*Work order*
Return, exactly and in full, the lines of the records below starting at the one with "and validate the" and ending at the one with "let mut source: Box<dyn", and no other lines.

*Information shown*
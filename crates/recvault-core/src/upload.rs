//! Upload gateway: ingest an externally supplied records file as an artifact.
//!
//! The stream is staged into a temp file in the backup root while being
//! hashed, then scanned end to end. Nothing is registered, and no directory
//! is created, unless the whole file validates. Live data is never touched.

use std::fs::{self, File};
use std::io::{self, BufRead, BufReader, BufWriter, Read};
use std::path::Path;
use std::sync::Arc;

use chrono::Utc;
use flate2::read::MultiGzDecoder;
use recvault_state::{
    ArtifactId, ArtifactRegistry, ArtifactSource, BackupArtifact, BackupJob, BackupKind,
    JobMetadata, JobStore, MetadataEntry,
};
use tempfile::NamedTempFile;
use tracing::debug;

use crate::artifact::{records_path, scan, Manifest, ScanSummary};
use crate::checksum::{DirDigestMode, HashingWriter};
use crate::error::{ValidationError, VaultResult};
use crate::metrics::METRICS;
use crate::obs;
use crate::orchestrator::withdraw;
use crate::snapshot::discard_dir;
use crate::VaultConfig;

const GZIP_MAGIC: [u8; 2] = [0x1f, 0x8b];

struct StagedUpload {
    temp: NamedTempFile,
    summary: ScanSummary,
    records_checksum: String,
    byte_size: u64,
}

/// Copy `reader` into a temp file under `root`, transparently gunzipping,
/// and validate the result as a records file of kind `declared`.
fn stage_upload<'a, R: Read + 'a>(
    reader: R,
    root: &Path,
    declared: BackupKind,
) -> Result<StagedUpload, ValidationError> {
    fs::create_dir_all(root)?;

    let mut buffered = BufReader::new(reader);
    let gzipped = buffered.fill_buf()?.starts_with(&GZIP_MAGIC);
    let mut source: Box<dyn Read + 'a> = if gzipped {
        Box::new(MultiGzDecoder::new(buffered))
    } else {
        Box::new(buffered)
    };

    let temp = NamedTempFile::new_in(root)?;
    let mut writer = HashingWriter::new(BufWriter::new(temp));
    io::copy(&mut source, &mut writer).map_err(|e| {
        if gzipped {
            ValidationError::Decompress(e.to_string())
        } else {
            ValidationError::Io(e)
        }
    })?;
    let (buffered_out, records_checksum, byte_size) = writer.finish()?;
    let temp = buffered_out
        .into_inner()
        .map_err(|e| ValidationError::Io(e.into_error()))?;
    if byte_size == 0 {
        return Err(ValidationError::Empty);
    }

    let summary = scan(BufReader::new(temp.reopen()?), |_, _| Ok(()))?;
    if summary.header.backup_kind != declared {
        return Err(ValidationError::KindMismatch {
            declared,
            found: summary.header.backup_kind,
        });
    }
    debug!(
        records = summary.records_seen,
        bytes = byte_size,
        gzipped,
        "upload staged"
    );

    Ok(StagedUpload {
        temp,
        summary,
        records_checksum,
        byte_size,
    })
}

pub struct UploadGateway {
    jobs: Arc<dyn JobStore>,
    artifacts: Arc<dyn ArtifactRegistry>,
    config: VaultConfig,
}

impl UploadGateway {
    pub fn new(
        jobs: Arc<dyn JobStore>,
        artifacts: Arc<dyn ArtifactRegistry>,
        config: VaultConfig,
    ) -> Self {
        Self {
            jobs,
            artifacts,
            config,
        }
    }

    /// Validate and register an uploaded records stream (plain or gzip).
    pub async fn upload<R>(
        &self,
        reader: R,
        declared_kind: BackupKind,
        description: Option<String>,
    ) -> VaultResult<BackupArtifact>
    where
        R: Read + Send + 'static,
    {
        let root = self.config.backup_root.clone();
        let staged = tokio::task::spawn_blocking(move || {
            stage_upload(reader, &root, declared_kind)
        })
        .await?;
        let staged = match staged {
            Ok(staged) => staged,
            Err(e) => {
                obs::emit_upload_rejected(&e);
                return Err(e.into());
            }
        };

        let artifact_id = ArtifactId::new();
        let dir = self.config.artifact_dir(&artifact_id.0);
        fs::create_dir_all(&dir)?;
        let header = staged.summary.header;
        let trailer = staged.summary.trailer;

        let artifact = BackupArtifact {
            artifact_id: artifact_id.clone(),
            backup_kind: header.backup_kind,
            source: ArtifactSource::Uploaded,
            location: dir.clone(),
            total_records: staged.summary.records_seen,
            total_files: 0,
            byte_size: staged.byte_size,
            checksum: staged.records_checksum.clone(),
            schema_version: header.schema_version,
            partial: trailer.partial(),
            type_counts: trailer.type_counts.clone(),
            created_at: Utc::now(),
            description: description.clone(),
        };
        let manifest = Manifest {
            artifact_id: artifact_id.0.clone(),
            backup_kind: header.backup_kind,
            schema_version: header.schema_version,
            created_at: artifact.created_at,
            quick: header.quick,
            partial: artifact.partial,
            total_records: artifact.total_records,
            total_files: 0,
            byte_size: artifact.byte_size,
            type_counts: trailer.type_counts,
            skipped_types: trailer.skipped_types,
            failed_types: trailer.failed_types,
            records_checksum: staged.records_checksum,
            media_checksum: None,
            media_digest_mode: DirDigestMode::default(),
            checksum: artifact.checksum.clone(),
            description: description.clone(),
        };

        let persisted = staged
            .temp
            .persist(records_path(&dir))
            .map_err(|e| e.error)
            .and_then(|_| manifest.write_to(&dir));
        if let Err(e) = persisted {
            discard_dir(&dir);
            return Err(e.into());
        }
        if let Err(e) = self.artifacts.register(artifact.clone()).await {
            discard_dir(&dir);
            return Err(e.into());
        }

        let metadata = JobMetadata::from_entries(vec![MetadataEntry::Upload {
            description,
            declared_kind,
        }]);
        if let Err(e) = self
            .jobs
            .insert_terminal(BackupJob::ingested(&artifact, metadata))
            .await
        {
            withdraw(self.artifacts.as_ref(), &artifact).await;
            return Err(e.into());
        }

        METRICS.inc_uploads_ingested();
        obs::emit_upload_ingested(
            &artifact.artifact_id.0,
            artifact.backup_kind.as_str(),
            artifact.total_records,
        );
        Ok(artifact)
    }

    /// Convenience wrapper over [`UploadGateway::upload`] for a local file.
    pub async fn upload_file(
        &self,
        path: &Path,
        declared_kind: BackupKind,
        description: Option<String>,
    ) -> VaultResult<BackupArtifact> {
        let file = File::open(path)?;
        self.upload(file, declared_kind, description).await
    }
}

#[cfg(test)]
mod tests {
    use super::*;
    use crate::artifact::{write_line, ArtifactHeader, ArtifactLine, ArtifactTrailer};
    use crate::codec::{encode, Entity};
    use flate2::write::GzEncoder;
    use flate2::Compression;
    use std::io::Write;

    fn records(kind: BackupKind) -> Vec<u8> {
        let mut out = Vec::new();
        write_line(&mut out, &ArtifactLine::Header(ArtifactHeader::new(kind, false))).unwrap();
        write_line(
            &mut out,
            &ArtifactLine::Record(encode(&Entity::new("patient", "p-1")).unwrap()),
        )
        .unwrap();
        let mut trailer = ArtifactTrailer {
            total_records: 1,
            ..Default::default()
        };
        trailer.type_counts.insert("patient".into(), 1);
        write_line(&mut out, &ArtifactLine::Trailer(trailer)).unwrap();
        out
    }

    #[test]
    fn stages_plain_and_gzip_identically() {
        let root = tempfile::tempdir().unwrap();
        let plain = records(BackupKind::Database);

        let mut enc = GzEncoder::new(Vec::new(), Compression::default());
        enc.write_all(&plain).unwrap();
        let gz = enc.finish().unwrap();

        let a = stage_upload(plain.as_slice(), root.path(), BackupKind::Database).unwrap();
        let b = stage_upload(gz.as_slice(), root.path(), BackupKind::Database).unwrap();
        assert_eq!(a.records_checksum, b.records_checksum);
        assert_eq!(b.summary.records_seen, 1);
    }

    #[test]
    fn kind_mismatch_is_rejected() {
        let root = tempfile::tempdir().unwrap();
        let err = stage_upload(
            records(BackupKind::Database).as_slice(),
            root.path(),
            BackupKind::Full,
        )
        .err()
        .unwrap();
        assert!(matches!(err, ValidationError::KindMismatch { .. }));
    }

    #[test]
    fn corrupt_gzip_is_a_decompress_error() {
        let root = tempfile::tempdir().unwrap();
        let junk = [0x1f, 0x8b, 0x08, 0x00, 0xde, 0xad, 0xbe, 0xef];
        let err = stage_upload(&junk[..], root.path(), BackupKind::Database)
            .err()
            .unwrap();
        assert!(matches!(err, ValidationError::Decompress(_)));
    }

    #[test]
    fn rejected_upload_leaves_no_files() {
        let root = tempfile::tempdir().unwrap();
        let _ = stage_upload(&b"garbage\n"[..], root.path(), BackupKind::Database);
        assert_eq!(fs::read_dir(root.path()).unwrap().count(), 0);
    }
}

*Exercise result*
/// and validate the result as a records file of kind `declared`.
fn stage_upload<'a, R: Read + 'a>(
    reader: R,
    root: &Path,
    declared: BackupKind,
) -> Result<StagedUpload, ValidationError> {
    fs::create_dir_all(root)?;

    let mut buffered = BufReader::new(reader);
    let gzipped = buffered.fill_buf()?.starts_with(&GZIP_MAGIC);
    let mut source: Box<dyn Read + 'a> = if gzipped {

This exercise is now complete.